C’est à Toulouse, cité de Jaurès, que les députés socialistes et apparentés se sont réunis pour les journées parlementaires les 10 et 11 septembre derniers. Ces journées ont permis de placer la rentrée parlementaire sous le signe du travail et de la poursuite du renouveau initié par le premier secrétaire du PS, Olivier Faure.

Parce que notre renaissance ne pourra se faire sans assumer notre identité politique, j’ai proposé de changer le nom de notre groupe à l’Assemblée nationale. Ce dernier, anciennement Nouvelle Gauche, s’appelle donc désormais « Socialistes et apparentés ». Le changement de nom a été voté à l’unanimité par les députés du groupe.

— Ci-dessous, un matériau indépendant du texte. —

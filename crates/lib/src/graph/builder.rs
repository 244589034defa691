//! Step graph construction.
//!
//! Turns a list of step descriptors into a directed graph of step-to-step
//! edges. Structural problems are not reported here; the validator looks at
//! the whole graph at once so that every problem can be reported together.

use std::collections::{HashMap, HashSet};
use std::sync::Arc;

use petgraph::Direction;
use petgraph::graph::{DiGraph, NodeIndex};
use petgraph::visit::EdgeRef;

use crate::item::{ItemId, ItemKind};
use crate::step::{ConsumeMode, StepDescriptor};

use super::types::{EdgeKind, EdgeLabel, GraphError};

/// Directed graph of registered steps.
///
/// Node `i` of the underlying graph is the step with registration index `i`.
/// Edges run from producer to consumer.
#[derive(Debug)]
pub struct StepGraph {
  steps: Vec<Arc<StepDescriptor>>,
  graph: DiGraph<usize, EdgeLabel>,

  /// Effective producers per item, in registration order.
  producers: HashMap<ItemId, Vec<usize>>,

  /// Consumers per item with their consume mode, in registration order.
  consumers: HashMap<ItemId, Vec<(usize, ConsumeMode)>>,

  /// Overridable produce declarations ignored because a real producer exists.
  shadowed: HashSet<(usize, ItemId)>,

  /// Every item referenced by any step, in first-seen order.
  items: Vec<ItemId>,

  kind_conflicts: Vec<GraphError>,
}

impl StepGraph {
  /// Build the graph from steps in registration order.
  pub fn build(steps: Vec<Arc<StepDescriptor>>) -> Self {
    let mut graph = DiGraph::with_capacity(steps.len(), steps.len());
    for idx in 0..steps.len() {
      graph.add_node(idx);
    }

    let mut kinds: HashMap<ItemId, ItemKind> = HashMap::new();
    let mut items = Vec::new();
    let mut kind_conflicts = Vec::new();
    let mut declared: HashMap<ItemId, Vec<(usize, bool)>> = HashMap::new();
    let mut consumers: HashMap<ItemId, Vec<(usize, ConsumeMode)>> = HashMap::new();

    let mut note_item = |item: &ItemId, step: &StepDescriptor| match kinds.get(item) {
      Some(&first) if first != item.kind() => kind_conflicts.push(GraphError::KindConflict {
        item: item.clone(),
        first,
        second: item.kind(),
        step: step.name().to_string(),
      }),
      Some(_) => {}
      None => {
        kinds.insert(item.clone(), item.kind());
        items.push(item.clone());
      }
    };

    for (idx, step) in steps.iter().enumerate() {
      for produce in step.produces() {
        note_item(&produce.item, step);
        declared
          .entry(produce.item.clone())
          .or_default()
          .push((idx, produce.overridable));
      }
      for consume in step.consumes() {
        note_item(&consume.item, step);
        consumers
          .entry(consume.item.clone())
          .or_default()
          .push((idx, consume.mode));
      }
    }

    // Overridable producers only count when nobody produces the item for real.
    let mut producers = HashMap::new();
    let mut shadowed = HashSet::new();
    for (item, decls) in declared {
      let real: Vec<usize> = decls.iter().filter(|(_, o)| !o).map(|(idx, _)| *idx).collect();
      if real.is_empty() {
        producers.insert(item, decls.iter().map(|(idx, _)| *idx).collect());
      } else {
        for (idx, _) in decls.iter().filter(|(_, o)| *o) {
          shadowed.insert((*idx, item.clone()));
        }
        producers.insert(item, real);
      }
    }

    for item in &items {
      let (Some(item_producers), Some(item_consumers)) = (producers.get(item), consumers.get(item)) else {
        continue;
      };
      for &(consumer, mode) in item_consumers {
        let kind = match mode {
          ConsumeMode::Weak => EdgeKind::Order,
          ConsumeMode::Required | ConsumeMode::Optional => EdgeKind::Data,
        };
        for &producer in item_producers {
          graph.add_edge(
            NodeIndex::new(producer),
            NodeIndex::new(consumer),
            EdgeLabel {
              item: item.clone(),
              kind,
            },
          );
        }
      }
    }

    Self {
      steps,
      graph,
      producers,
      consumers,
      shadowed,
      items,
      kind_conflicts,
    }
  }

  pub fn steps(&self) -> &[Arc<StepDescriptor>] {
    &self.steps
  }

  pub fn step(&self, idx: usize) -> &Arc<StepDescriptor> {
    &self.steps[idx]
  }

  pub fn step_count(&self) -> usize {
    self.steps.len()
  }

  /// Effective producers of an item.
  pub fn producers_of(&self, item: &ItemId) -> &[usize] {
    self.producers.get(item).map(Vec::as_slice).unwrap_or(&[])
  }

  pub fn consumers_of(&self, item: &ItemId) -> &[(usize, ConsumeMode)] {
    self.consumers.get(item).map(Vec::as_slice).unwrap_or(&[])
  }

  /// Whether a step's overridable declaration of `item` lost to a real producer.
  pub fn is_shadowed(&self, step: usize, item: &ItemId) -> bool {
    self.shadowed.contains(&(step, item.clone()))
  }

  pub fn items(&self) -> &[ItemId] {
    &self.items
  }

  pub fn kind_conflicts(&self) -> &[GraphError] {
    &self.kind_conflicts
  }

  /// All edges as `(producer, consumer, label)`.
  pub fn edges(&self) -> impl Iterator<Item = (usize, usize, &EdgeLabel)> {
    self
      .graph
      .edge_references()
      .map(|e| (e.source().index(), e.target().index(), e.weight()))
  }

  /// Distinct steps that must complete before `idx`.
  pub fn predecessors(&self, idx: usize) -> Vec<usize> {
    self.neighbors(idx, Direction::Incoming)
  }

  /// Distinct steps waiting on `idx`.
  pub fn successors(&self, idx: usize) -> Vec<usize> {
    self.neighbors(idx, Direction::Outgoing)
  }

  fn neighbors(&self, idx: usize, direction: Direction) -> Vec<usize> {
    let mut out: Vec<usize> = self
      .graph
      .neighbors_directed(NodeIndex::new(idx), direction)
      .map(|n| n.index())
      .collect();
    out.sort_unstable();
    out.dedup();
    out
  }

  pub(crate) fn graph(&self) -> &DiGraph<usize, EdgeLabel> {
    &self.graph
  }
}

Ces journées parlementaires – auxquelles participaient le président du groupe Socialiste au Sénat, Patrick Kanner – ont également été l’occasion pour nous de travailler pendant deux jours sur la situation politique et économique de notre pays. Nous avons concentré nos réflexions sur la protection du pouvoir d’achat des classes moyennes et populaires, sur l’élaboration d’un contre-budget comme nous l’avions déjà réalisé l’an dernier lors du budget pour 2018 ou encore sur la riposte à préparer à la réforme des retraites du Gouvernement.

De plus, parce que les collectivités territoriales sont les initiatrices des politiques de demain, nous avons pu évoquer avec Georges Meric, Président du Conseil départemental de la Haute-Garonne, l’expérimentation du revenu de base et le plan ambitieux qu’il a lancé dans les collèges en faveur de la laïcité. Les discussions avec Carole Delga, Présidente de la région Occitanie, ont aussi donné lieu à des échanges fructueux sur les enjeux de développement et d’aménagement du territoire.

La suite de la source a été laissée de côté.